Jen, I realised that also after going for my dinner.

Your jig is great if you are going to finish your timber for inserting into your rebate at the same size as your cutter, you only really need one piece to guide your router and as long as you use firm but gentle pressure to keep your router against your guide, all will be ok. You may need two passes to get the full depth which will ease the pressure on your router bit and make the whole process so much smoother.
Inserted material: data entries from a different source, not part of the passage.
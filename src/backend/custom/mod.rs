//! Hand-written format parsers.
//!
//! Each parser produces the same normalized tree shape the AST backend
//! produces, so block extraction, pattern evaluation, and feature
//! extraction never care which family parsed the unit. Parsers may be
//! partial: a tree whose root carries `has_error` is still a successful
//! parse; the pattern engine then leans on recovery strategies.
//!
//! Nodes with no natural kind use `"text"` with a single leaf child.

mod asciidoc;
mod editorconfig;
mod env;
mod graphql;
mod ini;
mod json;
mod markdown;
mod plaintext;
mod rst;
mod toml;
mod xml;
mod yaml;

use std::borrow::Cow;
use std::collections::HashMap;

use crate::infra::line_index::NewlineIndex;
use crate::tree::{NodeId, ParseTree, Span};

pub use asciidoc::AsciidocParser;
pub use editorconfig::EditorconfigParser;
pub use env::EnvParser;
pub use graphql::GraphqlParser;
pub use ini::IniParser;
pub use json::JsonParser;
pub use markdown::MarkdownParser;
pub use plaintext::PlaintextParser;
pub use rst::RstParser;
pub use toml::TomlParser;
pub use xml::XmlParser;
pub use yaml::YamlParser;

/// Narrow capability set every format parser implements.
pub trait CustomParser: Send + Sync {
    /// Canonical language this parser serves.
    fn language_id(&self) -> &'static str;

    fn supports(&self, language_id: &str) -> bool {
        self.language_id() == language_id
    }

    /// Total parse: malformed input degrades to a flagged tree, never an
    /// error.
    fn parse(&self, bytes: &[u8]) -> ParseTree;
}

/// Static registry of format parsers, populated at init time.
pub struct CustomRegistry {
    parsers: Vec<Box<dyn CustomParser>>,
    by_language: HashMap<&'static str, usize>,
}

impl CustomRegistry {
    pub fn empty() -> Self {
        Self {
            parsers: Vec::new(),
            by_language: HashMap::new(),
        }
    }

    /// The built-in roster: documentation, config, and data formats.
    pub fn with_builtins() -> Self {
        let mut registry = Self::empty();
        registry.register(Box::new(MarkdownParser));
        registry.register(Box::new(RstParser));
        registry.register(Box::new(AsciidocParser));
        registry.register(Box::new(IniParser));
        registry.register(Box::new(TomlParser));
        registry.register(Box::new(YamlParser));
        registry.register(Box::new(JsonParser));
        registry.register(Box::new(XmlParser));
        registry.register(Box::new(EditorconfigParser));
        registry.register(Box::new(EnvParser));
        registry.register(Box::new(GraphqlParser));
        registry.register(Box::new(PlaintextParser));
        registry
    }

    pub fn register(&mut self, parser: Box<dyn CustomParser>) {
        let language = parser.language_id();
        let index = self.parsers.len();
        self.parsers.push(parser);
        self.by_language.insert(language, index);
    }

    pub fn get(&self, language_id: &str) -> Option<&dyn CustomParser> {
        self.by_language
            .get(language_id)
            .map(|&i| self.parsers[i].as_ref())
    }

    pub fn languages(&self) -> Vec<&'static str> {
        let mut languages: Vec<_> = self.by_language.keys().copied().collect();
        languages.sort_unstable();
        languages
    }

    pub fn len(&self) -> usize {
        self.parsers.len()
    }

    pub fn is_empty(&self) -> bool {
        self.parsers.is_empty()
    }
}

/// One physical line: byte offsets against the raw source plus text for
/// content inspection. `end` excludes the newline and any trailing '\r';
/// spans built from these offsets always slice the original bytes.
pub(crate) struct Line<'a> {
    pub number: usize,
    pub start: usize,
    pub end: usize,
    pub text: Cow<'a, str>,
}

impl Line<'_> {
    pub fn is_blank(&self) -> bool {
        self.text.trim().is_empty()
    }

    pub fn indent(&self) -> usize {
        self.text.len() - self.text.trim_start().len()
    }
}

/// Split raw bytes into lines without losing byte offsets. Invalid UTF-8
/// affects only the inspection text, never the offsets.
pub(crate) fn split_lines(bytes: &[u8]) -> Vec<Line<'_>> {
    let mut out = Vec::new();
    let mut start = 0;
    let mut number = 0;

    while start <= bytes.len() {
        let rest = &bytes[start..];
        let (content_len, advance) = match memchr::memchr(b'\n', rest) {
            Some(nl) => (nl, nl + 1),
            None => (rest.len(), rest.len() + 1),
        };

        // Final empty fragment after a trailing newline is not a line.
        if start == bytes.len() && number > 0 {
            break;
        }

        let mut end = start + content_len;
        if end > start && bytes[end - 1] == b'\r' {
            end -= 1;
        }

        out.push(Line {
            number,
            start,
            end,
            text: String::from_utf8_lossy(&bytes[start..end]),
        });

        number += 1;
        start += advance;
    }

    out
}

/// Span factory resolving row/column endpoints through a newline index.
pub(crate) struct Spans {
    index: NewlineIndex,
    len: usize,
}

impl Spans {
    pub fn new(bytes: &[u8]) -> Self {
        Self {
            index: NewlineIndex::build(bytes),
            len: bytes.len(),
        }
    }

    pub fn span(&self, start_byte: usize, end_byte: usize) -> Span {
        Span {
            start_byte,
            end_byte,
            start_point: self.index.point_at(start_byte),
            end_point: self.index.point_at(end_byte),
        }
    }

    pub fn full(&self) -> Span {
        self.span(0, self.len)
    }
}

/// Start a document tree: root node covering the whole unit.
pub(crate) fn document_tree(bytes: &[u8]) -> (ParseTree, NodeId, Spans) {
    let spans = Spans::new(bytes);
    let mut tree = ParseTree::with_capacity(16);
    let root = tree.add_node("document", spans.full());
    tree.set_root(root);
    (tree, root, spans)
}

/// Attach a `"text"` node wrapping a single leaf, for content that has no
/// natural structural kind.
pub(crate) fn attach_text(
    tree: &mut ParseTree,
    parent: NodeId,
    span: Span,
    text: impl Into<String>,
) -> NodeId {
    let wrapper = tree.add_node("text", span);
    let leaf = tree.add_leaf("text", span, text);
    tree.attach(parent, wrapper);
    tree.attach(wrapper, leaf);
    wrapper
}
Go here http://www.youtube.com/watch?v=Cb6hcr86 ... re=related and see how he has made a guide to sit your router exactly the distance you need for your cut, you can then use the insulating tape trick, have a practice on a piece of scrap before you make your final cut and all will be well.

Andy
Thanks Andy.

I did use that youtube trick on the edge of the piece of wood that's the stop in my jig (bit screwed in between the guide rails). The MDF I'm cutting then goes up flush against it and I then know it will cut 9mm into the edge of the MDF.

I did do it in 2 passes.

My concern was that the rounded edge of my Dewalt 621 router wouldn't be stable against the guide rail as it's such a small point of contact, but given the feedback I'm getting is this just my lack of knowledge? Is it both the edge of the router base and the cutter itself that fundamentally keeps it going in a straight line against 1 straight edge?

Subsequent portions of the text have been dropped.